Posted on August 2, 2014August 22, 2015 by ProTechSkills

Pre-requisites

Before starting with Hadoop 2 single node installation, make sure that the node have the following pre-requisites:

a)    Any Linux Operating system
b)    Sun Java 1.6 or above should already be installed and the version should be same across all the nodes. To install Java, you can refer to the installation steps mentioned in the blog.
c)     Secure Shell (ssh) must be already installed and its service (sshd) should be running. PasswordLess SSH should be configured from node to its own IP address or hostname. To setup passwordless SSH across your nodes, you can refer to the blog here.
d)    Make sure that node is able to identify its HostName, i.e. node is able to resolve HostName to its IP address.
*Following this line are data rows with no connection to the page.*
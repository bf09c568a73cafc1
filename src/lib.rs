//! # Concave
//!
//! A declarative resource-oriented HTTP framework. Given a relational table
//! (schema + primary key) it synthesises a full REST surface: filtering,
//! keyset pagination, ordering, batch operations, aggregations, optimistic
//! concurrency via ETags, idempotent mutation, scoped authorization, live
//! subscriptions over server-sent events and a per-resource changelog.
//!
//! The crate is storage-agnostic. All reads and writes go through the
//! [`storage::StorageDriver`] trait; the bundled [`storage::MemoryDriver`]
//! is the reference implementation and the one the test-suite runs against.
//! Filters compile once into both a SQL predicate (for SQL-backed drivers)
//! and an in-memory record predicate; the two agree on truth values with
//! SQL's null semantics.
//!
//! ## Wiring
//!
//! ```no_run
//! use std::sync::Arc;
//! use actix_web::{App, HttpServer, web};
//! use concave::{
//!     resource::{ResourceDescriptor, ResourceService},
//!     storage::{ColumnType, MemoryDriver, TableHandle},
//! };
//!
//! #[actix_web::main]
//! async fn main() -> std::io::Result<()> {
//!     let table = TableHandle::new("users", "id")
//!         .column("id", ColumnType::Text)
//!         .column("name", ColumnType::Text)
//!         .column("age", ColumnType::Integer);
//!     let descriptor = ResourceDescriptor::builder(table)
//!         .build()
//!         .expect("valid descriptor");
//!     let driver = Arc::new(MemoryDriver::new());
//!     let service = ResourceService::new(descriptor, driver);
//!     HttpServer::new(move || {
//!         let service = service.clone();
//!         App::new().service(web::scope("/users").configure(move |cfg| service.configure(cfg)))
//!     })
//!     .bind(("127.0.0.1", 8080))?
//!     .run()
//!     .await
//! }
//! ```

pub mod auth;
pub mod changelog;
pub mod error;
pub mod filter;
pub mod idempotency;
pub mod kv;
pub mod models;
pub mod resource;
pub mod scope;
pub mod search;
pub mod session;
pub mod storage;
pub mod subscription;
pub mod tasks;

pub use error::ApiError;
pub use models::{Record, RequestContext, UserContext};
For single node installation, you should be able to ping localhost (the Loopback HostName).

To prepare a node for Hadoop, you can follow the blog here.

Hadoop 2 Single Node Installation Steps

The Hadoop 2 single node installation is summarized as a simple 3 step process.

a) Download and extract Hadoop 2 Tarball bundle from Hadoop repository.
b) Configure Hadoop environment variables and configuration files.
c) Format NameNode and start DFS & YARN services using Hadoop scripts.

Follow the steps below for Hadoop single node installation on a Linux machine:

1. Login to your system and download Hadoop 2.x bundle (tar.gz) file from Apache archive (Link for Hadoop 2.4.1).

wget http://archive.apache.org/dist/hadoop/core/hadoop-2.4.1/hadoop-2.4.1.tar.gz

2. You can use your home directory for Hadoop installation (/home/<username>).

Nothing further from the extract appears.